=== Material for this task ===

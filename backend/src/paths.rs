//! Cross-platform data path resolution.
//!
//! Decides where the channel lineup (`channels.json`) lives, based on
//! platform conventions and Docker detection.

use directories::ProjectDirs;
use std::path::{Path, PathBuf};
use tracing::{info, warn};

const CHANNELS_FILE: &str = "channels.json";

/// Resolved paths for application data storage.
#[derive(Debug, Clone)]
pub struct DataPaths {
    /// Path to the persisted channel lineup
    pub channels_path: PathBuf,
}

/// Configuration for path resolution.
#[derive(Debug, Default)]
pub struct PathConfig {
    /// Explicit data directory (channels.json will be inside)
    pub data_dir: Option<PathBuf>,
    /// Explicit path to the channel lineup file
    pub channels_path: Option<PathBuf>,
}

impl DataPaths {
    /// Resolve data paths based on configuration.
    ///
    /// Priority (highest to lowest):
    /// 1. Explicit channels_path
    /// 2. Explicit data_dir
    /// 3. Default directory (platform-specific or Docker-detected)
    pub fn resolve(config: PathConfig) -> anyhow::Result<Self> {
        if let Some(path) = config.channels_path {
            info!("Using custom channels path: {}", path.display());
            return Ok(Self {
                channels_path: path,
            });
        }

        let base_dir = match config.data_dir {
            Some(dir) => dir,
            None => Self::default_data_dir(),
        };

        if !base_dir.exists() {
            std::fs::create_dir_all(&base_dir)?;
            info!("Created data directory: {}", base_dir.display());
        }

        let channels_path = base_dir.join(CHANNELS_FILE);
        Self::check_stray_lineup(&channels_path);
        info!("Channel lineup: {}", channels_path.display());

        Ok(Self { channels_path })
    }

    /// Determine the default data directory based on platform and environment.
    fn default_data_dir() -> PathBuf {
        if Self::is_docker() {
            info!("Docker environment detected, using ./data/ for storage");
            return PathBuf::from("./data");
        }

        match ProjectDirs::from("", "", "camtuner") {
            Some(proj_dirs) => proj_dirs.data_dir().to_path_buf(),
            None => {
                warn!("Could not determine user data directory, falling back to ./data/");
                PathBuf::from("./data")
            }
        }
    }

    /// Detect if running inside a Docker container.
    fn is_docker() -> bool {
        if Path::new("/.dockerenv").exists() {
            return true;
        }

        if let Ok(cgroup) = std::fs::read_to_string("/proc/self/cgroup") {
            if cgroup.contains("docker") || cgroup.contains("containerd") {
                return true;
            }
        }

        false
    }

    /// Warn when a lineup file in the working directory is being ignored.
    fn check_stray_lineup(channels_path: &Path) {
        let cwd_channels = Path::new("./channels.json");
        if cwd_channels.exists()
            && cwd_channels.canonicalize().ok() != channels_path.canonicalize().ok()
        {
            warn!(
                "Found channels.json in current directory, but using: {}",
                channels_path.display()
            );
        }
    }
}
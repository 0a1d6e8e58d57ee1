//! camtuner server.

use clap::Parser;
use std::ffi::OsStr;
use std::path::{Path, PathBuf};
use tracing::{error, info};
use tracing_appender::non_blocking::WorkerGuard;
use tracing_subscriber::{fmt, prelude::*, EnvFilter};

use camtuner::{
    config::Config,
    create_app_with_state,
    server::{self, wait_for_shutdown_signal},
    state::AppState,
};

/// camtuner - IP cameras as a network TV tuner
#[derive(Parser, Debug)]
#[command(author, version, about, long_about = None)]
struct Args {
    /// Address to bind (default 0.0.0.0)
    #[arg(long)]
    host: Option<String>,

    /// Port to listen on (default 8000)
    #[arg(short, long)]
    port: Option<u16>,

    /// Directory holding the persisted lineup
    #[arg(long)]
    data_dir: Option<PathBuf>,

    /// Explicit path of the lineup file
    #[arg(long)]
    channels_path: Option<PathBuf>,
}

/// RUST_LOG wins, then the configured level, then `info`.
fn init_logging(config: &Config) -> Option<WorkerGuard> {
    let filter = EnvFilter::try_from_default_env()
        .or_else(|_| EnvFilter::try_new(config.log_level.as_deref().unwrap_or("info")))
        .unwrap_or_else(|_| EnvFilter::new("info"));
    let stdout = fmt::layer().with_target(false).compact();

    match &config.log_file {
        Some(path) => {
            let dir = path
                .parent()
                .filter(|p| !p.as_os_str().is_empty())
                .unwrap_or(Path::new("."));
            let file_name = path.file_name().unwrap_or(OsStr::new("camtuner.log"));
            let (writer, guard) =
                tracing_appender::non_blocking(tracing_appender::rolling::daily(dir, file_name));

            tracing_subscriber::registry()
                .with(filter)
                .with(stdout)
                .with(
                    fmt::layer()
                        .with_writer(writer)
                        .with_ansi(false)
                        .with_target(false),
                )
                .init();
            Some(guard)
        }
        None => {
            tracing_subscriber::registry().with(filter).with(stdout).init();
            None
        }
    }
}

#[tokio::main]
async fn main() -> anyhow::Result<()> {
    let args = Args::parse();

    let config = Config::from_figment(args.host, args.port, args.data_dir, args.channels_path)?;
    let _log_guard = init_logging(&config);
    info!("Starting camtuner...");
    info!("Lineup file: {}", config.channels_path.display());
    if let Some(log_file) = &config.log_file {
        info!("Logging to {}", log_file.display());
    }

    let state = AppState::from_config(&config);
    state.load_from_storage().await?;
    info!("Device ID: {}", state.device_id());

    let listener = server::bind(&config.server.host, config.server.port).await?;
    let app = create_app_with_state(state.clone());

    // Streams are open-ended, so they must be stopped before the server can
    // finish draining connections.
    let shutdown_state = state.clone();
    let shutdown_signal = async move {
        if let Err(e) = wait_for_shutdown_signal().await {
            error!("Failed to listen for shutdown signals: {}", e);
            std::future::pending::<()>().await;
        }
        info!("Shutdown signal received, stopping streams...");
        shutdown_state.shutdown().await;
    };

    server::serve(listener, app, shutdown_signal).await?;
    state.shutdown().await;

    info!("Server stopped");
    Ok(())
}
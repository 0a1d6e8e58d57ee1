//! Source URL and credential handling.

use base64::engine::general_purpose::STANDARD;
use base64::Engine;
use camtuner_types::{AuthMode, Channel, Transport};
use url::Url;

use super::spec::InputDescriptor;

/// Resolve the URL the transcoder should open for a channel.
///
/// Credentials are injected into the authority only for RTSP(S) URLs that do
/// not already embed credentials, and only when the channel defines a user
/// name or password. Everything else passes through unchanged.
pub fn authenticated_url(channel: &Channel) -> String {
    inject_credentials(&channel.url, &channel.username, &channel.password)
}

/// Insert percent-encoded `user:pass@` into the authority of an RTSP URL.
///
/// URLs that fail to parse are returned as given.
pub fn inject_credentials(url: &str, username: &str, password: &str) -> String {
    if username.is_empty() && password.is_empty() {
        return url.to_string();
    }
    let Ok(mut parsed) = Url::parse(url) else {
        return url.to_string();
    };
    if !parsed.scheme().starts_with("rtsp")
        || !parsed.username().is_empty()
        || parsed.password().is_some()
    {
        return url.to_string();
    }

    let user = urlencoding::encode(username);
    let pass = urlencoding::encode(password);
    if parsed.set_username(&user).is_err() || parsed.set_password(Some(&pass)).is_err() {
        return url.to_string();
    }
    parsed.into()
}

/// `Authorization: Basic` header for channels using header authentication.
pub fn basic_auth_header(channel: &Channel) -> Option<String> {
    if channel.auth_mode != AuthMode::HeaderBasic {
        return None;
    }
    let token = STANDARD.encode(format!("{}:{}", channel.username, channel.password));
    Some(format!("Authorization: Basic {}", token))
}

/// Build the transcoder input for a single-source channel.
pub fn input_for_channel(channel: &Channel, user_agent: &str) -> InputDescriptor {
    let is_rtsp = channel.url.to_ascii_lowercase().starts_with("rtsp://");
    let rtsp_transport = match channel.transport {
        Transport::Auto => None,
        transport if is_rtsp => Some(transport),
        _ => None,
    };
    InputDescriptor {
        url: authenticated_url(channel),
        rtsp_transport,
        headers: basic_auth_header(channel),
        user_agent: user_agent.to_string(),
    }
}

===

» **Task objective**:
Extract each line from the listing above, please, and repeat it exactly.

» **Finished task**:
filename backend/src/paths.rs
//! Cross-platform data path resolution.
//!
//! Decides where the channel lineup (`channels.json`) lives, based on
//! platform conventions and Docker detection.

use directories::ProjectDirs;
use std::path::{Path, PathBuf};
use tracing::{info, warn};

const CHANNELS_FILE: &str = "channels.json";

/// Resolved paths for application data storage.
#[derive(Debug, Clone)]
pub struct DataPaths {
    /// Path to the persisted channel lineup
    pub channels_path: PathBuf,
}

/// Configuration for path resolution.
#[derive(Debug, Default)]
pub struct PathConfig {
    /// Explicit data directory (channels.json will be inside)
    pub data_dir: Option<PathBuf>,
    /// Explicit path to the channel lineup file
    pub channels_path: Option<PathBuf>,
}

impl DataPaths {
    /// Resolve data paths based on configuration.
    ///
    /// Priority (highest to lowest):
    /// 1. Explicit channels_path
    /// 2. Explicit data_dir
    /// 3. Default directory (platform-specific or Docker-detected)
    pub fn resolve(config: PathConfig) -> anyhow::Result<Self> {
        if let Some(path) = config.channels_path {
            info!("Using custom channels path: {}", path.display());
            return Ok(Self {
                channels_path: path,
            });
        }

        let base_dir = match config.data_dir {
            Some(dir) => dir,
            None => Self::default_data_dir(),
        };

        if !base_dir.exists() {
            std::fs::create_dir_all(&base_dir)?;
            info!("Created data directory: {}", base_dir.display());
        }

        let channels_path = base_dir.join(CHANNELS_FILE);
        Self::check_stray_lineup(&channels_path);
        info!("Channel lineup: {}", channels_path.display());

        Ok(Self { channels_path })
    }

    /// Determine the default data directory based on platform and environment.
    fn default_data_dir() -> PathBuf {
        if Self::is_docker() {
            info!("Docker environment detected, using ./data/ for storage");
            return PathBuf::from("./data");
        }

        match ProjectDirs::from("", "", "camtuner") {
            Some(proj_dirs) => proj_dirs.data_dir().to_path_buf(),
            None => {
                warn!("Could not determine user data directory, falling back to ./data/");
                PathBuf::from("./data")
            }
        }
    }

    /// Detect if running inside a Docker container.
    fn is_docker() -> bool {
        if Path::new("/.dockerenv").exists() {
            return true;
        }

        if let Ok(cgroup) = std::fs::read_to_string("/proc/self/cgroup") {
            if cgroup.contains("docker") || cgroup.contains("containerd") {
                return true;
            }
        }

        false
    }

    /// Warn when a lineup file in the working directory is being ignored.
    fn check_stray_lineup(channels_path: &Path) {
        let cwd_channels = Path::new("./channels.json");
        if cwd_channels.exists()
            && cwd_channels.canonicalize().ok() != channels_path.canonicalize().ok()
        {
            warn!(
                "Found channels.json in current directory, but using: {}",
                channels_path.display()
            );
        }
    }
}
repository 0a1d6e8e58d57ee1
//! camtuner server.

use clap::Parser;
use std::ffi::OsStr;
use std::path::{Path, PathBuf};
use tracing::{error, info};
use tracing_appender::non_blocking::WorkerGuard;
use tracing_subscriber::{fmt, prelude::*, EnvFilter};

use camtuner::{
    config::Config,
    create_app_with_state,
    server::{self, wait_for_shutdown_signal},
    state::AppState,
};

/// camtuner - IP cameras as a network TV tuner
#[derive(Parser, Debug)]
#[command(author, version, about, long_about = None)]
struct Args {
    /// Address to bind (default 0.0.0.0)
    #[arg(long)]
    host: Option<String>,

    /// Port to listen on (default 8000)
    #[arg(short, long)]
    port: Option<u16>,

    /// Directory holding the persisted lineup
    #[arg(long)]
    data_dir: Option<PathBuf>,

    /// Explicit path of the lineup file
    #[arg(long)]
    channels_path: Option<PathBuf>,
}

/// RUST_LOG wins, then the configured level, then `info`.
fn init_logging(config: &Config) -> Option<WorkerGuard> {
    let filter = EnvFilter::try_from_default_env()
        .or_else(|_| EnvFilter::try_new(config.log_level.as_deref().unwrap_or("info")))
        .unwrap_or_else(|_| EnvFilter::new("info"));
    let stdout = fmt::layer().with_target(false).compact();

    match &config.log_file {
        Some(path) => {
            let dir = path
                .parent()
                .filter(|p| !p.as_os_str().is_empty())
                .unwrap_or(Path::new("."));
            let file_name = path.file_name().unwrap_or(OsStr::new("camtuner.log"));
            let (writer, guard) =
                tracing_appender::non_blocking(tracing_appender::rolling::daily(dir, file_name));

            tracing_subscriber::registry()
                .with(filter)
                .with(stdout)
                .with(
                    fmt::layer()
                        .with_writer(writer)
                        .with_ansi(false)
                        .with_target(false),
                )
                .init();
            Some(guard)
        }
        None => {
            tracing_subscriber::registry().with(filter).with(stdout).init();
            None
        }
    }
}

#[tokio::main]
async fn main() -> anyhow::Result<()> {
    let args = Args::parse();

    let config = Config::from_figment(args.host, args.port, args.data_dir, args.channels_path)?;
    let _log_guard = init_logging(&config);
    info!("Starting camtuner...");
    info!("Lineup file: {}", config.channels_path.display());
    if let Some(log_file) = &config.log_file {
        info!("Logging to {}", log_file.display());
    }

    let state = AppState::from_config(&config);
    state.load_from_storage().await?;
    info!("Device ID: {}", state.device_id());

    let listener = server::bind(&config.server.host, config.server.port).await?;
    let app = create_app_with_state(state.clone());

    // Streams are open-ended, so they must be stopped before the server can
    // finish draining connections.
    let shutdown_state = state.clone();
    let shutdown_signal = async move {
        if let Err(e) = wait_for_shutdown_signal().await {
            error!("Failed to listen for shutdown signals: {}", e);
            std::future::pending::<()>().await;
        }
        info!("Shutdown signal received, stopping streams...");
        shutdown_state.shutdown().await;
    };

    server::serve(listener, app, shutdown_signal).await?;
    state.shutdown().await;

    info!("Server stopped");
    Ok(())
}
repository 0a1d6e8e58d57ee1
//! Source URL and credential handling.

use base64::engine::general_purpose::STANDARD;
use base64::Engine;
use camtuner_types::{AuthMode, Channel, Transport};
use url::Url;

use super::spec::InputDescriptor;

/// Resolve the URL the transcoder should open for a channel.
///
/// Credentials are injected into the authority only for RTSP(S) URLs that do
/// not already embed credentials, and only when the channel defines a user
/// name or password. Everything else passes through unchanged.
pub fn authenticated_url(channel: &Channel) -> String {
    inject_credentials(&channel.url, &channel.username, &channel.password)
}

/// Insert percent-encoded `user:pass@` into the authority of an RTSP URL.
///
/// URLs that fail to parse are returned as given.
pub fn inject_credentials(url: &str, username: &str, password: &str) -> String {
    if username.is_empty() && password.is_empty() {
        return url.to_string();
    }
    let Ok(mut parsed) = Url::parse(url) else {
        return url.to_string();
    };
    if !parsed.scheme().starts_with("rtsp")
        || !parsed.username().is_empty()
        || parsed.password().is_some()
    {
        return url.to_string();
    }

    let user = urlencoding::encode(username);
    let pass = urlencoding::encode(password);
    if parsed.set_username(&user).is_err() || parsed.set_password(Some(&pass)).is_err() {
        return url.to_string();
    }
    parsed.into()
}

/// `Authorization: Basic` header for channels using header authentication.
pub fn basic_auth_header(channel: &Channel) -> Option<String> {
    if channel.auth_mode != AuthMode::HeaderBasic {
        return None;
    }
    let token = STANDARD.encode(format!("{}:{}", channel.username, channel.password));
    Some(format!("Authorization: Basic {}", token))
}

/// Build the transcoder input for a single-source channel.
pub fn input_for_channel(channel: &Channel, user_agent: &str) -> InputDescriptor {
    let is_rtsp = channel.url.to_ascii_lowercase().starts_with("rtsp://");
    let rtsp_transport = match channel.transport {
        Transport::Auto => None,
        transport if is_rtsp => Some(transport),
        _ => None,
    };
    InputDescriptor {
        url: authenticated_url(channel),
        rtsp_transport,
        headers: basic_auth_header(channel),
        user_agent: user_agent.to_string(),
    }
}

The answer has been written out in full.